Problem description:
Give a count of the lines below that have the string "subject" in them, with no other words.

Source information:
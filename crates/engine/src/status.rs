//! Status aggregator — read-only summary of a lead's sequence for
//! reporting. Counts are exclusive snapshots of each step's current status,
//! not cumulative historical tallies.

use std::sync::Arc;

use uuid::Uuid;

use cadence_core::error::{CadenceError, CadenceResult};
use cadence_core::types::{StatusSummary, StepStatus};

use crate::store::SequenceStore;

#[derive(Clone)]
pub struct StatusAggregator {
    store: Arc<SequenceStore>,
}

impl StatusAggregator {
    pub fn new(store: Arc<SequenceStore>) -> Self {
        Self { store }
    }

    /// Summarize the lead's steps by lifecycle state. A lead with no steps
    /// yields `started = false` and zero counts; an unknown lead is
    /// `NotFound`.
    pub fn sequence_status(&self, tenant_id: Uuid, lead_id: Uuid) -> CadenceResult<StatusSummary> {
        self.store
            .get_lead(tenant_id, lead_id)
            .ok_or_else(|| CadenceError::NotFound(format!("Lead {lead_id}")))?;

        let steps = self.store.steps_for_lead(lead_id);
        if steps.is_empty() {
            return Ok(StatusSummary::default());
        }

        let mut summary = StatusSummary {
            started: true,
            // Steps are ordered by step number; the first carries the
            // owning sequence's template id.
            sequence_id: steps.first().map(|s| s.template_id),
            total_steps: steps.len() as u32,
            ..StatusSummary::default()
        };

        for step in &steps {
            match step.status {
                StepStatus::Pending => summary.pending += 1,
                StepStatus::Sent => summary.sent += 1,
                StepStatus::Opened => summary.opened += 1,
                StepStatus::Clicked => summary.clicked += 1,
                StepStatus::Bounced | StepStatus::Failed => {}
            }
        }

        Ok(summary)
    }
}
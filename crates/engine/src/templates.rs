//! Template catalog: tenant-scoped sequence template resolution, operator
//! creation with step validation, and the lazily-materialized per-tenant
//! default template.

use std::sync::Arc;

use chrono::Utc;
use tracing::info;
use uuid::Uuid;

use cadence_core::error::{CadenceError, CadenceResult};
use cadence_core::types::{EmailStepTemplate, SequenceTemplate};

use crate::store::SequenceStore;

/// Canonical name of the default template. Unique per tenant via the
/// store's default index.
pub const DEFAULT_TEMPLATE_NAME: &str = "Default Drip Sequence";

#[derive(Clone)]
pub struct TemplateCatalog {
    store: Arc<SequenceStore>,
}

impl TemplateCatalog {
    pub fn new(store: Arc<SequenceStore>) -> Self {
        Self { store }
    }

    /// Resolve the template a sequence start should use.
    ///
    /// With an explicit id, the template must exist, belong to the tenant,
    /// and be active — anything else is `NotFound` (inactive and
    /// wrong-tenant are indistinguishable to the caller). Without one, the
    /// tenant's default template is returned, created on first use; repeat
    /// calls return the same record.
    pub fn resolve(
        &self,
        tenant_id: Uuid,
        template_id: Option<Uuid>,
    ) -> CadenceResult<SequenceTemplate> {
        match template_id {
            Some(id) => self
                .store
                .get_template(id)
                .filter(|t| t.tenant_id == tenant_id && t.active)
                .ok_or_else(|| CadenceError::NotFound(format!("Template {id}"))),
            None => self
                .store
                .default_template_for(tenant_id, || Self::build_default(tenant_id)),
        }
    }

    /// Operator path: store a new template after validating its steps.
    pub fn create_template(
        &self,
        tenant_id: Uuid,
        name: String,
        trigger_on_creation: bool,
        score_threshold: Option<u32>,
        mut steps: Vec<EmailStepTemplate>,
    ) -> CadenceResult<SequenceTemplate> {
        validate_steps(&steps)?;
        steps.sort_by_key(|s| s.step_number);

        let now = Utc::now();
        let template = SequenceTemplate {
            id: Uuid::new_v4(),
            tenant_id,
            name,
            active: true,
            trigger_on_creation,
            score_threshold,
            steps,
            created_at: now,
            updated_at: now,
        };
        info!(
            template_id = %template.id,
            tenant_id = %tenant_id,
            name = %template.name,
            steps = template.step_count(),
            "Template created"
        );
        self.store.insert_template(template.clone());
        Ok(template)
    }

    fn build_default(tenant_id: Uuid) -> SequenceTemplate {
        let now = Utc::now();
        SequenceTemplate {
            id: Uuid::new_v4(),
            tenant_id,
            name: DEFAULT_TEMPLATE_NAME.to_string(),
            active: true,
            trigger_on_creation: true,
            score_threshold: None,
            steps: default_steps(),
            created_at: now,
            updated_at: now,
        }
    }
}

/// The built-in 5-step schedule used when a tenant has no explicit template.
pub fn default_steps() -> Vec<EmailStepTemplate> {
    vec![
        EmailStepTemplate {
            step_number: 1,
            delay_days: 0,
            subject: "Quick hello, {first_name}".to_string(),
            body: "Hi {first_name},\n\nThanks for connecting. I wanted to reach out \
                   personally and see how things are going at {company_name}. Is there \
                   anything I can help with?\n"
                .to_string(),
        },
        EmailStepTemplate {
            step_number: 2,
            delay_days: 3,
            subject: "Following up, {first_name}".to_string(),
            body: "Hi {first_name},\n\nJust floating this back to the top of your \
                   inbox. Happy to walk through how teams like {company_name} use us \
                   whenever suits.\n"
                .to_string(),
        },
        EmailStepTemplate {
            step_number: 3,
            delay_days: 7,
            subject: "A few resources for {company_name}".to_string(),
            body: "Hi {first_name},\n\nI put together a couple of short case studies \
                   that felt relevant to {company_name}. Would love to hear what you \
                   think.\n"
                .to_string(),
        },
        EmailStepTemplate {
            step_number: 4,
            delay_days: 10,
            subject: "Checking in".to_string(),
            body: "Hi {first_name},\n\nStill keen to connect when the timing works. \
                   Even a quick no is useful so I know where things stand.\n"
                .to_string(),
        },
        EmailStepTemplate {
            step_number: 5,
            delay_days: 14,
            subject: "Closing the loop, {first_name}".to_string(),
            body: "Hi {first_name},\n\nI haven't heard back, so I'll close the loop \
                   for now. If priorities shift at {company_name}, my door is open.\n"
                .to_string(),
        },
    ]
}

fn validate_steps(steps: &[EmailStepTemplate]) -> CadenceResult<()> {
    if steps.is_empty() {
        return Err(CadenceError::Validation(
            "template must define at least one step".to_string(),
        ));
    }
    let mut seen = std::collections::HashSet::new();
    for step in steps {
        if step.step_number == 0 {
            return Err(CadenceError::Validation(
                "step numbers must be positive".to_string(),
            ));
        }
        if !seen.insert(step.step_number) {
            return Err(CadenceError::Validation(format!(
                "duplicate step number {}",
                step.step_number
            )));
        }
        if step.delay_days < 0 {
            return Err(CadenceError::Validation(format!(
                "step {} has a negative delay",
                step.step_number
            )));
        }
    }
    Ok(())
}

Result:
5